From Investor’s Business Daily:
Over the last year, personal computer maker Dell has faced a barrage of complaints online from angry customers on consumer affairs sites and Web logs…
Complaints against Dell had a grass-roots flavor until recently. But on Sept. 27, IBD received a five-pound FedEx package containing nearly 500 pages of consumer complaints — mostly printouts of complaints lodged at “complaint” Web sites — against Dell. The stack of documents had a title page reading “Dell Consumer Complaints.”
The sender forged the return address as the Better Business Bureau in Natick, Mass., and didn’t include a name. The Natick BBB says it didn’t send the items and doesn’t know who did.
The same package was sent to multiple technology journalists, according to officials at the BBB and Dell, responding to queries about it.
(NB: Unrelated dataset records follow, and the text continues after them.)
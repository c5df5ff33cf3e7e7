use std::path::PathBuf;
use thiserror::Error;

/// Errors that can occur while talking to the RAG backend.
#[derive(Debug, Error)]
pub enum ApiError {
    #[error("Network error: {0}")]
    Network(String),

    #[error("Request timed out")]
    Timeout,

    #[error("API returned error: {status} - {message}")]
    Status { status: u16, message: String },

    #[error("Failed to parse response: {0}")]
    Parse(String),

    #[error("Backend reported failure: {0}")]
    Backend(String),

    #[error("Failed to read {}: {source}", path.display())]
    Io {
        path: PathBuf,
        #[source]
        source: std::io::Error,
    },

    #[error("Invalid URL: {0}")]
    InvalidUrl(String),
}

impl ApiError {
    pub fn io(path: impl Into<PathBuf>, source: std::io::Error) -> Self {
        ApiError::Io {
            path: path.into(),
            source,
        }
    }
}

impl From<reqwest::Error> for ApiError {
    fn from(err: reqwest::Error) -> Self {
        if err.is_timeout() {
            ApiError::Timeout
        } else if err.is_builder() {
            ApiError::InvalidUrl(err.to_string())
        } else if err.is_decode() {
            ApiError::Parse(err.to_string())
        } else {
            ApiError::Network(err.to_string())
        }
    }
}

impl From<serde_json::Error> for ApiError {
    fn from(err: serde_json::Error) -> Self {
        ApiError::Parse(err.to_string())
    }
}
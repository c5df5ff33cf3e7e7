//! UI rendering for the TUI.

use ratatui::{
    prelude::*,
    widgets::{Block, BorderType, Borders, Clear, Paragraph},
};

use super::app::{App, InputMode, SelectedTab};
use super::commands::SlashCommand;
use super::components::{chat, documents, graph, input, status, tabs};

/// Screen regions, top to bottom.
struct Regions {
    backdrop: Rect,
    tabs: Rect,
    content: Rect,
    input: Rect,
    status: Rect,
}

fn regions(area: Rect) -> Regions {
    let [backdrop, tabs, content, input, status] = Layout::vertical([
        Constraint::Length(2),  // Backdrop
        Constraint::Length(2),  // Tab bar
        Constraint::Min(10),    // Main content
        Constraint::Length(3),  // Input
        Constraint::Length(1),  // Status bar
    ])
    .areas(area);

    Regions {
        backdrop,
        tabs,
        content,
        input,
        status,
    }
}

/// Chat on the left, graph panel on the right.
fn chat_split(area: Rect) -> [Rect; 2] {
    Layout::horizontal([Constraint::Percentage(60), Constraint::Percentage(40)]).areas(area)
}

/// Where the graph canvas lands for the current tab, if it is shown at all.
pub fn graph_canvas_area(app: &App, area: Rect) -> Option<Rect> {
    let content = regions(area).content;
    match app.selected_tab {
        SelectedTab::Chat if app.show_graph_panel => {
            let [_, panel] = chat_split(content);
            Some(graph::canvas_area(panel, false))
        }
        SelectedTab::Graph => Some(graph::canvas_area(content, true)),
        _ => None,
    }
}

/// Render the entire UI.
pub fn render(app: &App, frame: &mut Frame) {
    let regions = regions(frame.area());

    let backdrop = Paragraph::new(app.backdrop.lines(regions.backdrop.height))
        .style(Style::default().fg(Color::Blue));
    frame.render_widget(backdrop, regions.backdrop);

    tabs::render(app, frame, regions.tabs);
    render_main_content(app, frame, regions.content);
    input::render(app, frame, regions.input);
    status::render(app, frame, regions.status);

    if app.show_help {
        render_help(app, frame);
    }
}

fn render_main_content(app: &App, frame: &mut Frame, area: Rect) {
    match app.selected_tab {
        SelectedTab::Chat if app.show_graph_panel => {
            let [left, right] = chat_split(area);
            chat::render(app, frame, left);
            graph::render(app, frame, right, false);
        }
        SelectedTab::Chat => chat::render(app, frame, area),
        SelectedTab::Graph => graph::render(app, frame, area, true),
        SelectedTab::Documents => documents::render(app, frame, area),
    }
}

fn render_help(app: &App, frame: &mut Frame) {
    let area = centered_rect(60, 70, frame.area());

    let key_style = Style::default().fg(Color::Yellow).add_modifier(Modifier::BOLD);
    let keys: &[(&str, &str)] = match app.input_mode {
        InputMode::Editing => &[("Enter", "Send query"), ("Esc", "Stop editing")],
        InputMode::Normal => &[
            ("i / Enter", "Type a query or /command"),
            ("Tab / 1-3", "Switch tab"),
            ("m", "Cycle retrieval mode"),
            ("s", "Toggle streaming"),
            ("g", "Toggle graph panel (chat)"),
            ("r", "Refresh graph / documents"),
            ("l / h", "Toggle labels / isolated nodes"),
            ("click", "Select a graph node"),
            ("j / k", "Scroll"),
            ("q", "Quit"),
        ],
    };

    let mut lines = vec![Line::styled("Keys", Style::default().add_modifier(Modifier::BOLD))];
    lines.extend(keys.iter().map(|(key, action)| {
        Line::from(vec![
            Span::styled(format!("  {key:<12}"), key_style),
            Span::raw(*action),
        ])
    }));
    lines.push(Line::default());
    lines.push(Line::styled("Commands", Style::default().add_modifier(Modifier::BOLD)));
    lines.extend(SlashCommand::help_lines().iter().map(|(command, action)| {
        Line::from(vec![
            Span::styled(format!("  {command:<24}"), key_style),
            Span::raw(*action),
        ])
    }));

    let help = Paragraph::new(lines).block(
        Block::default()
            .title(" Help (any key to close) ")
            .borders(Borders::ALL)
            .border_type(BorderType::Rounded)
            .border_style(Style::default().fg(Color::Yellow)),
    );

    frame.render_widget(Clear, area);
    frame.render_widget(help, area);
}

fn centered_rect(percent_x: u16, percent_y: u16, area: Rect) -> Rect {
    let [_, middle, _] = Layout::vertical([
        Constraint::Percentage((100 - percent_y) / 2),
        Constraint::Percentage(percent_y),
        Constraint::Percentage((100 - percent_y) / 2),
    ])
    .areas(area);

    let [_, center, _] = Layout::horizontal([
        Constraint::Percentage((100 - percent_x) / 2),
        Constraint::Percentage(percent_x),
        Constraint::Percentage((100 - percent_x) / 2),
    ])
    .areas(middle);

    center
}
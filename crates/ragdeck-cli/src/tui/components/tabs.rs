//! Tab bar component.

use ratatui::{
    prelude::*,
    widgets::{Block, Borders, Tabs as RataTabs},
};

use crate::tui::app::{App, SelectedTab};

/// Render the tab bar.
pub fn render(app: &App, frame: &mut Frame, area: Rect) {
    let titles = SelectedTab::ALL.iter().enumerate().map(|(i, tab)| {
        let mut title = format!("{} {}", i + 1, tab.title());
        if *tab == SelectedTab::Documents && !app.documents.is_empty() {
            title.push_str(&format!(" ({})", app.documents.len()));
        }
        title
    });

    let tabs = RataTabs::new(titles)
        .block(
            Block::default()
                .title(" ragdeck ")
                .borders(Borders::BOTTOM)
                .border_style(Style::default().fg(Color::DarkGray)),
        )
        .select(app.selected_tab.index())
        .style(Style::default().fg(Color::DarkGray))
        .highlight_style(
            Style::default()
                .fg(Color::Yellow)
                .add_modifier(Modifier::BOLD),
        )
        .divider(" | ");

    frame.render_widget(tabs, area);
}
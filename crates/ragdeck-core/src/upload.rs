//! Client-side checks run before any file leaves the machine.

use std::path::{Path, PathBuf};

use thiserror::Error;

use crate::config::UploadConfig;

#[derive(Debug, Error, Clone, PartialEq, Eq)]
pub enum UploadError {
    #[error("No files selected")]
    NoFiles,

    #[error("Too many files: {count} selected, at most {max} allowed")]
    TooManyFiles { count: usize, max: usize },

    #[error("Unsupported file type: {} (allowed: {allowed})", path.display())]
    UnsupportedType { path: PathBuf, allowed: String },
}

/// Validate an upload selection against the configured rules.
///
/// Extensions are compared case-insensitively; a file without an extension
/// is rejected.
pub fn validate_upload(paths: &[PathBuf], config: &UploadConfig) -> Result<Vec<PathBuf>, UploadError> {
    if paths.is_empty() {
        return Err(UploadError::NoFiles);
    }
    if paths.len() > config.max_files {
        return Err(UploadError::TooManyFiles {
            count: paths.len(),
            max: config.max_files,
        });
    }

    if let Some(rejected) = paths.iter().find(|p| !is_allowed(p, &config.allowed_extensions)) {
        return Err(UploadError::UnsupportedType {
            path: rejected.clone(),
            allowed: config
                .allowed_extensions
                .iter()
                .map(|e| format!(".{e}"))
                .collect::<Vec<_>>()
                .join(", "),
        });
    }

    Ok(paths.to_vec())
}

fn is_allowed(path: &Path, allowed: &[String]) -> bool {
    let Some(ext) = path.extension().and_then(|e| e.to_str()) else {
        return false;
    };
    allowed
        .iter()
        .any(|a| a.trim_start_matches('.').eq_ignore_ascii_case(ext))
}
Was the mailing the action of an upset Dell customer? Not likely.
“My sense is that it comes from a competitor,” said Roger Kay, an analyst with Endpoint Technologies Associates. HP would be the chief suspect, he says. HP executives deny that they were behind the mailing.
Kay calls the mailing a “cheap shot.” It contains complaints from My3cents.com, Ripoffreport.com and other sources.
Is this a PR dirty trick?
Probably. I’m pretty confident that someone at one of Dell’s competitors sent these packets out. But I doubt it’s a PR department.
Why? I’ll skip the part about PR people having spotless ethics and cut to the chase: Any PR department would have to deny it when questioned by reporters; if later found to be lying, the perpetrating company would fare worse than Dell in the court of public opinion, and the PR head would watch said head roll.
I like to nip potential conspiracy theories in the bud when I can.
(And no, I don’t think Jeff Jarvis mailed them out, either.)